• [HOW TO COMPLETE THIS TASK]:
When a line in the data below includes "count", pick it out and copy it.

• [GIVEN RECORDS]:
=====

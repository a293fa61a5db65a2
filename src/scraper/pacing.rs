//! Bounded waits, jittered pauses and retry policy.

use crate::config::PacingConfig;
use crate::error::{CrawlError, Result};
use rand::Rng;
use std::future::Future;
use std::time::Duration;
use tokio::time::sleep;
use tokio_retry::Retry;
use tokio_retry::strategy::{ExponentialBackoff, jitter};
use tracing::{debug, warn};

/// Run a driver call under a deadline.
pub async fn bounded<T>(
    limit: Duration,
    what: &'static str,
    fut: impl Future<Output = anyhow::Result<T>>,
) -> Result<T> {
    match tokio::time::timeout(limit, fut).await {
        Ok(result) => result.map_err(CrawlError::from),
        Err(_) => Err(CrawlError::Timeout { limit, what }),
    }
}

/// Like [`bounded`], but a timeout is logged and treated as "carry on".
pub async fn tolerate_timeout(
    limit: Duration,
    what: &'static str,
    fut: impl Future<Output = anyhow::Result<()>>,
) -> Result<()> {
    match bounded(limit, what, fut).await {
        Err(e) if e.is_timeout() => {
            debug!("{}", e);
            Ok(())
        }
        other => other,
    }
}

/// Sleep `base_ms` plus up to `jitter_ms` of random extra.
pub async fn pause(base_ms: u64, jitter_ms: u64) {
    let extra = if jitter_ms == 0 {
        0
    } else {
        rand::rng().random_range(0..=jitter_ms)
    };
    let total = base_ms + extra;
    if total > 0 {
        sleep(Duration::from_millis(total)).await;
    }
}

/// Fixed settle window after a UI action.
pub async fn settle(ms: u64) {
    pause(ms, 0).await;
}

/// Retry `op` with exponential backoff: `initial_load_retries` extra attempts
/// spaced `retry_base_ms`, doubling, capped at 30 s.
pub async fn with_retries<T, F, Fut>(pacing: &PacingConfig, what: &'static str, mut op: F) -> Result<T>
where
    F: FnMut() -> Fut,
    Fut: Future<Output = Result<T>>,
{
    let strategy = ExponentialBackoff::from_millis(2)
        .factor(pacing.retry_base_ms / 2)
        .max_delay(Duration::from_secs(30))
        .map(jitter)
        .take(pacing.initial_load_retries);

    let mut attempt = 0u32;
    Retry::spawn(strategy, || {
        attempt += 1;
        let fut = op();
        async move {
            let result = fut.await;
            if let Err(e) = &result {
                warn!("{} failed (attempt {}): {}", what, attempt, e);
            }
            result
        }
    })
    .await
}

#[cfg(test)]
mod tests {
    use super::*;
    use std::sync::atomic::{AtomicU32, Ordering};
    use tokio_test::{assert_err, assert_ok};

    #[tokio::test]
    async fn test_bounded_times_out() {
        let slow = async {
            sleep(Duration::from_secs(5)).await;
            Ok(())
        };
        let err = bounded(Duration::from_millis(10), "slow thing", slow).await.unwrap_err();
        assert!(err.is_timeout());
        assert_ok!(tolerate_timeout(Duration::from_millis(10), "slow", std::future::pending()).await);
    }

    #[tokio::test]
    async fn test_bounded_passes_driver_errors_through() {
        let failing = async { Err::<(), _>(anyhow::anyhow!("detached")) };
        let err = assert_err!(tolerate_timeout(Duration::from_secs(1), "click", failing).await);
        assert!(matches!(err, CrawlError::Driver(_)));
    }

    #[tokio::test]
    async fn test_with_retries_gives_up_after_budget() {
        let pacing = PacingConfig::immediate();
        let calls = AtomicU32::new(0);
        let result: Result<()> = with_retries(&pacing, "load", || {
            calls.fetch_add(1, Ordering::SeqCst);
            async { Err(CrawlError::Driver(anyhow::anyhow!("refused"))) }
        })
        .await;
        assert!(result.is_err());
        assert_eq!(calls.load(Ordering::SeqCst), 1 + pacing.initial_load_retries as u32);
    }

    #[tokio::test]
    async fn test_with_retries_returns_first_success() {
        let pacing = PacingConfig::immediate();
        let calls = AtomicU32::new(0);
        let value = with_retries(&pacing, "load", || {
            let n = calls.fetch_add(1, Ordering::SeqCst);
            async move {
                if n == 0 {
                    Err(CrawlError::Driver(anyhow::anyhow!("flaky")))
                } else {
                    Ok(n)
                }
            }
        })
        .await;
        assert_eq!(value.unwrap(), 1);
    }
}
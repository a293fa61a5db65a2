//! Sidebar filter iteration: one filter at a time, one pagination walk each.
//!
//! A failure while an option is active leaves the results view in an unknown
//! state, with every element handle possibly stale. The iterator then moves to
//! [`Step::Recover`]: reload, settle, enumerate the group again and carry on
//! with the next option. An abandoned option costs only itself; the group is
//! given up once `max_recoveries` recoveries in a row fail to bring the
//! sidebar back.

use super::CrawlContext;
use super::cleaner::canonical_filter_label;
use super::pacing::{bounded, settle};
use super::pagination::{PaginationWalker, WalkStats};
use crate::browser::Element;
use crate::config::PacingConfig;
use crate::error::{CrawlError, Result};
use crate::models::{Column, FilterGroup, ForcedFields};
use crate::storage::RecordSink;
use serde::Serialize;
use tracing::{debug, info, warn};

/// One checkbox in a filter group.
pub struct FilterOption {
    /// Label as rendered, occurrence count included.
    pub label: String,
    /// Label without the count; forced into the output column.
    pub name: String,
    toggle: Box<dyn Element>,
}

#[derive(Debug, Default, Clone, Copy, PartialEq, Eq, Serialize)]
pub struct FilterStats {
    pub options: usize,
    pub completed: usize,
    pub abandoned: usize,
    /// Reloads attempted, successful or not.
    pub recoveries: u32,
    pub walk: WalkStats,
}

#[derive(Debug, Clone, Copy, PartialEq, Eq)]
enum Step {
    Apply(usize),
    Recover { resume_at: usize },
    Done,
}

pub struct FilterIterator<'a> {
    ctx: &'a CrawlContext,
}

impl<'a> FilterIterator<'a> {
    pub fn new(ctx: &'a CrawlContext) -> Self {
        Self { ctx }
    }

    /// Walk the results of every option in `group`, forcing the option's name
    /// into `column` of each row.
    pub async fn run(
        &self,
        group: FilterGroup,
        sink: &mut dyn RecordSink,
        column: Column,
    ) -> Result<FilterStats> {
        let mut options = self.enumerate(group).await?;
        let mut stats = FilterStats {
            options: options.len(),
            ..Default::default()
        };
        info!("Found {} filters in {}", options.len(), group);

        let budget = self.ctx.pacing.max_recoveries;
        let mut failed_in_row = 0u32;
        let mut step = Step::Apply(0);
        loop {
            step = match step {
                Step::Apply(i) if i >= options.len() => Step::Done,
                Step::Apply(i) => {
                    let option = &options[i];
                    info!(
                        "Applying filter [{}/{}]: {}",
                        i + 1,
                        options.len(),
                        option.name
                    );
                    match self.apply(option, sink, column, &mut stats.walk).await {
                        Ok(()) => {
                            stats.completed += 1;
                            Step::Apply(i + 1)
                        }
                        Err(e @ (CrawlError::Sink(_) | CrawlError::Io(_))) => return Err(e),
                        Err(e) => {
                            warn!("{} / {}: {}", group, option.name, e);
                            stats.abandoned += 1;
                            Step::Recover { resume_at: i + 1 }
                        }
                    }
                }
                Step::Recover { resume_at } => {
                    if failed_in_row >= budget {
                        return Err(CrawlError::RecoveryExhausted { group, budget });
                    }
                    stats.recoveries += 1;
                    info!(
                        "Recovering {} (attempt {}/{})",
                        group,
                        failed_in_row + 1,
                        budget
                    );
                    match self.recover(group).await {
                        Ok(fresh) => {
                            failed_in_row = 0;
                            if fresh.len() != options.len() {
                                warn!(
                                    "{} now lists {} options (was {})",
                                    group,
                                    fresh.len(),
                                    options.len()
                                );
                            }
                            options = fresh;
                            Step::Apply(resume_at)
                        }
                        Err(e) => {
                            warn!("Recovery of {} failed: {}", group, e);
                            failed_in_row += 1;
                            Step::Recover { resume_at }
                        }
                    }
                }
                Step::Done => break,
            };
        }

        info!(
            "{} done: {}/{} filters, {} abandoned, {} records",
            group, stats.completed, stats.options, stats.abandoned, stats.walk.records
        );
        Ok(stats)
    }

    async fn apply(
        &self,
        option: &FilterOption,
        sink: &mut dyn RecordSink,
        column: Column,
        walked: &mut WalkStats,
    ) -> Result<()> {
        let limit = self.ctx.action_timeout();
        let p = &self.ctx.pacing;

        debug!("Toggling {:?}", option.label);
        bounded(limit, "filter scroll", option.toggle.scroll_into_view()).await?;
        bounded(limit, "filter click", option.toggle.click()).await?;
        settle(p.filter_apply_settle_ms).await;

        let forced = ForcedFields::single(column, option.name.clone());
        walked.merge(PaginationWalker::new(self.ctx).walk(sink, &forced).await?);

        bounded(limit, "filter clear", option.toggle.click()).await?;
        settle(p.filter_clear_settle_ms).await;
        Ok(())
    }

    async fn recover(&self, group: FilterGroup) -> Result<Vec<FilterOption>> {
        self.ctx.reload_results().await?;
        settle(self.ctx.pacing.recovery_settle_ms).await;
        self.enumerate(group).await
    }

    /// Locate the group's container and list its options in sidebar order.
    async fn enumerate(&self, group: FilterGroup) -> Result<Vec<FilterOption>> {
        let site = &self.ctx.site;
        let results = self.ctx.results();
        let limit = self.ctx.action_timeout();

        let sidebar_limit = PacingConfig::ms(self.ctx.pacing.sidebar_timeout_ms);
        let visible = bounded(
            sidebar_limit + limit,
            "filter sidebar",
            results.wait_for(&site.filter_sidebar, sidebar_limit),
        )
        .await?;
        if !visible {
            return Err(CrawlError::FilterGroupNotFound(group));
        }

        let containers = bounded(limit, "filter groups", results.find_all(&site.filter_group)).await?;
        let Some(container) = self.locate(group, &containers).await? else {
            return Err(CrawlError::FilterGroupNotFound(group));
        };

        let toggles = bounded(limit, "filter options", container.find_all(&site.filter_option)).await?;
        let mut options = Vec::with_capacity(toggles.len());
        for toggle in toggles {
            let label = bounded(limit, "filter label", toggle.text()).await?;
            let name = canonical_filter_label(&label);
            if name.is_empty() {
                debug!("Skipping unlabeled option in {}", group);
                continue;
            }
            options.push(FilterOption {
                label,
                name,
                toggle,
            });
        }
        Ok(options)
    }

    /// The container whose header mentions the group, else the group's
    /// usual position.
    async fn locate<'c>(
        &self,
        group: FilterGroup,
        containers: &'c [Box<dyn Element>],
    ) -> Result<Option<&'c dyn Element>> {
        let limit = self.ctx.action_timeout();
        let keyword = group.header_keyword();

        for container in containers {
            let headers = bounded(
                limit,
                "filter group header",
                container.find_all(&self.ctx.site.filter_group_header),
            )
            .await?;
            for header in &headers {
                let text = bounded(limit, "filter group header", header.text()).await?;
                if text.to_lowercase().contains(keyword) {
                    return Ok(Some(container.as_ref()));
                }
            }
        }

        let fallback = containers.get(group.fallback_index()).map(|c| c.as_ref());
        if fallback.is_some() {
            debug!(
                "No header matches {}; using sidebar group #{}",
                group,
                group.fallback_index() + 1
            );
        }
        Ok(fallback)
    }
}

=====

• [TASK RESPONSE]:
    /// Label as rendered, occurrence count included.
    /// Label without the count; forced into the output column.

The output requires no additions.